Copy nothing from the entries below except the lines from the one containing "if structure.confidence >" through the one containing "the confidence note", and copy those exactly.

★ ★ ★ ★ ★

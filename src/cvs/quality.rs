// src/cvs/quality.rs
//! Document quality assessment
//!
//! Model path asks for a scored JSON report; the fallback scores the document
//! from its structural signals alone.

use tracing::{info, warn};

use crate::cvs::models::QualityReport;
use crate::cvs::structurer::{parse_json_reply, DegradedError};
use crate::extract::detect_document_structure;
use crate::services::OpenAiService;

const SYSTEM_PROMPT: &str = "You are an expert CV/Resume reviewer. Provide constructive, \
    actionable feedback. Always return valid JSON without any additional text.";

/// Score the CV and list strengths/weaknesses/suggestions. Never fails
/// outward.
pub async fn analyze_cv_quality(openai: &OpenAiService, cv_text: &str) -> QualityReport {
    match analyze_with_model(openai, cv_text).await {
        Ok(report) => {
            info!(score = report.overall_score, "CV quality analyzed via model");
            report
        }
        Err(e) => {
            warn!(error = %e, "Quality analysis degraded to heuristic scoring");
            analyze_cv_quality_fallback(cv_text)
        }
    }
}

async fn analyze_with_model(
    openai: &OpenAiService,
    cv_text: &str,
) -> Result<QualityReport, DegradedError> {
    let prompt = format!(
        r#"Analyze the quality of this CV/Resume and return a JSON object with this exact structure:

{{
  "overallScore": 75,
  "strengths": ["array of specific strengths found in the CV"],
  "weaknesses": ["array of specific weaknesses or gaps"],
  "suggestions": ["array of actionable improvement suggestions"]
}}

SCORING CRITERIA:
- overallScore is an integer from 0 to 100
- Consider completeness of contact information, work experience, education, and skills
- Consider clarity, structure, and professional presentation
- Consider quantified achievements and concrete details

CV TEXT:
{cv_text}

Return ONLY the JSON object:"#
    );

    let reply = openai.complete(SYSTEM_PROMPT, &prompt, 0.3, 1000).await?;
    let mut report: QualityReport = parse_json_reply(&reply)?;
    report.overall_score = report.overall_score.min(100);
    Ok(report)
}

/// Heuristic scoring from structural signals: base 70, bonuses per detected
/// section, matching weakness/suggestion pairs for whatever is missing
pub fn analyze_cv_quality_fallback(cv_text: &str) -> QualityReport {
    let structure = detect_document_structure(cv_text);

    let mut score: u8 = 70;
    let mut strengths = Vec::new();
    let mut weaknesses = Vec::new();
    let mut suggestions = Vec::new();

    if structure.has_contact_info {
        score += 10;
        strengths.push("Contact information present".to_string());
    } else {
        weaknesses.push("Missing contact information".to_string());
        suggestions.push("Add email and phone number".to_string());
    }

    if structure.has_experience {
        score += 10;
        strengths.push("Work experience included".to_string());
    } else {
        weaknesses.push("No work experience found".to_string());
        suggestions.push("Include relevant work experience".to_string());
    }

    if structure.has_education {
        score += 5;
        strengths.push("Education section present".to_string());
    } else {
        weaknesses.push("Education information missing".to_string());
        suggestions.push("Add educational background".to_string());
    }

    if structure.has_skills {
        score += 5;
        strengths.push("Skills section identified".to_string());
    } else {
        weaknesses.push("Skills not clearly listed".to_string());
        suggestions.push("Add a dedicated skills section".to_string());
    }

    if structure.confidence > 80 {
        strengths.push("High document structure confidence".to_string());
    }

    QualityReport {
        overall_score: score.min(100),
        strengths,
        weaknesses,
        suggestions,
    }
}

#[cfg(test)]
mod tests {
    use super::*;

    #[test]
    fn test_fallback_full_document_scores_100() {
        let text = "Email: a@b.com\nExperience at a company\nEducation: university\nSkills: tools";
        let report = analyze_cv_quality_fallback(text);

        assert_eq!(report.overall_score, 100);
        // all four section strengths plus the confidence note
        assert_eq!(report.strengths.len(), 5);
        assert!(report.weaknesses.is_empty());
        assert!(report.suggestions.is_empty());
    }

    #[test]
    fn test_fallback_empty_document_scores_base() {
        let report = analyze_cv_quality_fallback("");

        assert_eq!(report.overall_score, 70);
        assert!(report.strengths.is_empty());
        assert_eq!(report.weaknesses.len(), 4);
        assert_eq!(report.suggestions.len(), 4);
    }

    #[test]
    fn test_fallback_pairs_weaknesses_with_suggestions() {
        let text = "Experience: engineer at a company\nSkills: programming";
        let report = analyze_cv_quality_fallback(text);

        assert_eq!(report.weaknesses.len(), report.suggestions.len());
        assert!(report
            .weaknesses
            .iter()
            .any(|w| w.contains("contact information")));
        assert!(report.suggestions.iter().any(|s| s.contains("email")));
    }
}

★ ★ ★ ★ ★

-- Exercise answer --
    if structure.confidence > 80 {
        strengths.push("High document structure confidence".to_string());
    }

    QualityReport {
        overall_score: score.min(100),
        strengths,
        weaknesses,
        suggestions,
    }
}

#[cfg(test)]
mod tests {
    use super::*;

    #[test]
    fn test_fallback_full_document_scores_100() {
        let text = "Email: a@b.com\nExperience at a company\nEducation: university\nSkills: tools";
        let report = analyze_cv_quality_fallback(text);

        assert_eq!(report.overall_score, 100);
        // all four section strengths plus the confidence note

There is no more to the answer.